Epsilon Archive for Student Projects

Abstract

The scaling of organ size with body size - known as morphological allometry - is a
fundamental mechanism observed in all organisms (Mirth et al. 2016). Scaling mechanisms
have also been shown at a cellular level, with mRNA levels linearly scaling with cell size, but
knowledge about the cellular processes controlling it has been limited (Berry et al. 2022).

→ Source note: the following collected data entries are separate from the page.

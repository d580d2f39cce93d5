//! User-facing option structs for the loader and the minify plugin.

use quickstep_engine::ModuleType;
use serde::Serialize;

/// Options for [`TransformLoader`](crate::loader::TransformLoader).
///
/// Everything is optional; unset fields fall back to the loader's defaults
/// (`es2015` target, `js` parser mode, the engine's own minify default).
#[derive(Debug, Clone, Default)]
pub struct LoaderOptions {
    /// Target environment string passed to the engine.
    pub target: Option<String>,
    /// Parser mode for every module this loader handles.
    pub loader: Option<ModuleType>,
    /// Minify each module as it is transformed.
    pub minify: Option<bool>,
    /// Raw type-system configuration forwarded to the engine untouched.
    pub tsconfig_raw: Option<serde_json::Value>,
}

impl LoaderOptions {
    pub fn new() -> Self {
        Self::default()
    }

    pub fn target(mut self, target: impl Into<String>) -> Self {
        self.target = Some(target.into());
        self
    }

    pub fn loader(mut self, loader: ModuleType) -> Self {
        self.loader = Some(loader);
        self
    }

    pub fn minify(mut self, minify: bool) -> Self {
        self.minify = Some(minify);
        self
    }

    pub fn tsconfig_raw(mut self, tsconfig_raw: serde_json::Value) -> Self {
        self.tsconfig_raw = Some(tsconfig_raw);
        self
    }
}

/// Options for [`MinifyPlugin`](crate::minify::MinifyPlugin).
///
/// When none of the four minify flags is set, the plugin enables whole
/// program minification; setting any one of them puts the user in full
/// control. The resolved options also feed the plugin's chunk-hash
/// fingerprint, so changing them invalidates cached chunks.
#[derive(Debug, Clone, Default, PartialEq, Serialize)]
#[serde(rename_all = "camelCase")]
pub struct MinifyOptions {
    /// Target environment string passed to the engine.
    #[serde(skip_serializing_if = "Option::is_none")]
    pub target: Option<String>,
    /// Parser mode for every asset; defaults to plain JavaScript.
    #[serde(skip_serializing_if = "Option::is_none")]
    pub loader: Option<ModuleType>,
    /// Enable full minification.
    #[serde(skip_serializing_if = "Option::is_none")]
    pub minify: Option<bool>,
    /// Remove whitespace only.
    #[serde(skip_serializing_if = "Option::is_none")]
    pub minify_whitespace: Option<bool>,
    /// Shorten identifiers.
    #[serde(skip_serializing_if = "Option::is_none")]
    pub minify_identifiers: Option<bool>,
    /// Apply syntax-level rewrites.
    #[serde(skip_serializing_if = "Option::is_none")]
    pub minify_syntax: Option<bool>,
    /// Force source maps on or off, overriding the host's devtool setting.
    #[serde(skip_serializing_if = "Option::is_none")]
    pub sourcemap: Option<bool>,
}

impl MinifyOptions {
    pub fn new() -> Self {
        Self::default()
    }

    pub fn target(mut self, target: impl Into<String>) -> Self {
        self.target = Some(target.into());
        self
    }

    pub fn loader(mut self, loader: ModuleType) -> Self {
        self.loader = Some(loader);
        self
    }

    pub fn minify(mut self, minify: bool) -> Self {
        self.minify = Some(minify);
        self
    }

    pub fn minify_whitespace(mut self, minify_whitespace: bool) -> Self {
        self.minify_whitespace = Some(minify_whitespace);
        self
    }

    pub fn minify_identifiers(mut self, minify_identifiers: bool) -> Self {
        self.minify_identifiers = Some(minify_identifiers);
        self
    }

    pub fn minify_syntax(mut self, minify_syntax: bool) -> Self {
        self.minify_syntax = Some(minify_syntax);
        self
    }

    pub fn sourcemap(mut self, sourcemap: bool) -> Self {
        self.sourcemap = Some(sourcemap);
        self
    }

    /// True when the user touched any of the four minify flags.
    pub fn has_minify_setting(&self) -> bool {
        self.minify.is_some()
            || self.minify_whitespace.is_some()
            || self.minify_identifiers.is_some()
            || self.minify_syntax.is_some()
    }
}
//! Transform results and source-map documents.

use serde::{Deserialize, Serialize};

/// Result of a successful transform call.
///
/// Consumed immediately: returned to the host's loader contract or used to
/// replace an asset in place.
#[derive(Debug, Clone, PartialEq)]
pub struct TransformOutput {
    /// The transformed code.
    pub code: String,
    /// Source map for the transformed code, when one was requested.
    pub map: Option<SourceMap>,
}

impl TransformOutput {
    /// Output carrying code only.
    pub fn new(code: impl Into<String>) -> Self {
        Self {
            code: code.into(),
            map: None,
        }
    }

    /// Attach a source map to the output.
    pub fn with_map(mut self, map: SourceMap) -> Self {
        self.map = Some(map);
        self
    }
}

/// A source map v3 document.
///
/// Only the fields the pipeline reads are modeled; the mappings string is
/// carried opaquely. Round-trips through JSON with the standard camelCase
/// field names.
#[derive(Debug, Clone, Default, PartialEq, Serialize, Deserialize)]
#[serde(rename_all = "camelCase", default)]
pub struct SourceMap {
    /// Format version, `3` for every map the engines emit.
    pub version: u32,
    /// Name of the generated file this map describes.
    #[serde(skip_serializing_if = "Option::is_none")]
    pub file: Option<String>,
    /// Original source file names.
    pub sources: Vec<String>,
    /// Original source contents, parallel to `sources`.
    #[serde(skip_serializing_if = "Option::is_none")]
    pub sources_content: Option<Vec<String>>,
    /// Symbol names referenced by the mappings.
    pub names: Vec<String>,
    /// VLQ-encoded mappings, opaque to this crate.
    pub mappings: String,
}

impl SourceMap {
    /// An empty v3 map for the given generated file.
    pub fn new(file: impl Into<String>) -> Self {
        Self {
            version: 3,
            file: Some(file.into()),
            ..Self::default()
        }
    }
}
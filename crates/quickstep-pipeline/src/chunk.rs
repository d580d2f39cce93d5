//! Chunk metadata.

/// A named group of output files.
///
/// Hosts on the legacy pipeline shape hand chunks to the optimization hook;
/// the candidate asset set is derived by flattening each chunk's file list.
#[derive(Debug, Clone, Default, PartialEq, Eq)]
pub struct Chunk {
    /// Chunk name, e.g. `"main"`.
    pub name: String,
    /// Names of the assets this chunk emitted.
    pub files: Vec<String>,
}

impl Chunk {
    pub fn new<N, I, F>(name: N, files: I) -> Self
    where
        N: Into<String>,
        I: IntoIterator<Item = F>,
        F: Into<String>,
    {
        Self {
            name: name.into(),
            files: files.into_iter().map(Into::into).collect(),
        }
    }
}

However, recent evidence in human cells suggest that nuclear mRNA transcripts - through a
negative feedback mechanism - inhibit transcription of Pol II, so that Pol II concentrations
remain constant in relation to cell size (Berry et al. 2022b). Here, we applied this hypothesis
to plants by studying how transcription scaling was affected by mutations disrupting the
nuclear RNA exosome complex in A. thaliana. We performed smFISH, and compared the
mutants hen2-4 and rrp4-2 with Col-0. We found that the mutants accumulated more
transcripts with increasing cell size than WT, but remarkably, the increased number of
transcripts in the mutants were found in the cytoplasm and not in the nucleus. This suggests
that loss of nuclear exosome functionality - meaning decreased mRNA decay - results in an
increased nuclear mRNA export. This could mean that the cell is trying to minimize nuclear
transcript accumulation to prevent inhibition of synthesis of new mRNAs, indicating that a
negative feedback of nuclear mRNA is also operating in plants.